Dans le cas de figure où la Cour Constitutionnelle n’est pas saisie, il appartiendra à la CENI qui a déjà le vin, de prendre les mesures nécessaires pour garantir les conditions de transparence et de régularité des élections, à condition toutefois que les partis de l’opposition, qui font de cette affaire une question de principe, acceptent de revoir leur position et d’aller aux élections avec les nouvelles dispositions.
Dans un cas dans l’autre, la CENI devrait face à une période de tourmente les prochaines heures avec la décision annoncée de certains de ses membres de jeter l’éponge en cas d’intégration du vote par témoignage.
A quelques jours du double scrutin de dimanche, c’est plus que jamais le retour de l’incertitude politique sur ce rendez-vous électoral. Gageons seulement que nos politiciens, de tout bord, sauront faire preuve de maturité pour permettre à notre pays de traverser cette zone de turbulences dans un climat serein. Du reste, la présence déjà au Niger, des missions électorales de l’Union africaine ou de l’OIF ainsi que les autres partenaires internationaux (CEDEAO, UE, ONU,..) est assez opportune pour aplanir les divergences entre majorité et pouvoir, puisqu’au final, c’est juste de ça que le pays a besoin.
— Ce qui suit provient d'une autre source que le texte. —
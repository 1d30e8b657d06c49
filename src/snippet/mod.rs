//! Math snippet rendering.
//!
//! A snippet is a bare math expression without `$` delimiters. Rendering
//! produces the SVG text of the typeset expression; nothing is persisted
//! unless the caller exports the result.

mod latex;

pub use latex::LatexMathRenderer;

use crate::utils::RenderError;
use std::path::Path;

/// Typesets a math expression to SVG.
pub trait MathRenderer {
    fn render_svg(&self, expression: &str) -> Result<String, RenderError>;
}

/// Surrounds `expression` with inline math delimiters.
pub fn wrap_math(expression: &str) -> String {
    format!("${}$", expression.trim())
}

pub fn render_snippet(renderer: &dyn MathRenderer, expression: &str) -> Result<String, RenderError> {
    if expression.trim().is_empty() {
        return Err(RenderError::EmptyInput);
    }
    let svg = renderer.render_svg(expression)?;
    if !svg.contains("<svg") {
        return Err(RenderError::EmptyOutput);
    }
    Ok(svg)
}

/// Writes a rendered snippet to `path`; the extension selects SVG, PNG or PDF.
pub fn export(svg: &str, path: &Path, dpi: u32) -> Result<(), RenderError> {
    svgexport::write_image(svg, path, dpi as f32).map_err(RenderError::Export)?;
    log::info!("Snippet written to {}", path.display());
    Ok(())
}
A juste titre, dans un rapport que vient de publier l’Institue for Security Studies (ISS AFrica) sur les enjeux des élections du 21 février pour le Niger, il est clairement établi que «l’organisation d’élections apaisées et sécurisées dont les résultats seront acceptés par tous demeure ainsi le principal défi auquel les autorités de ce pays sont confrontées ». Les raisons principales sont relatives au contexte national « fragilisé par des tensions entre les acteurs politiques sur les grands enjeux de ces élections et une recrudescence de la violence menée par le groupe terroriste Boko Haram ».
Des recommandations impartiales que tous les acteurs seront bien avisés de tenir compte au nom de l’intérêt du Niger dans son ensemble.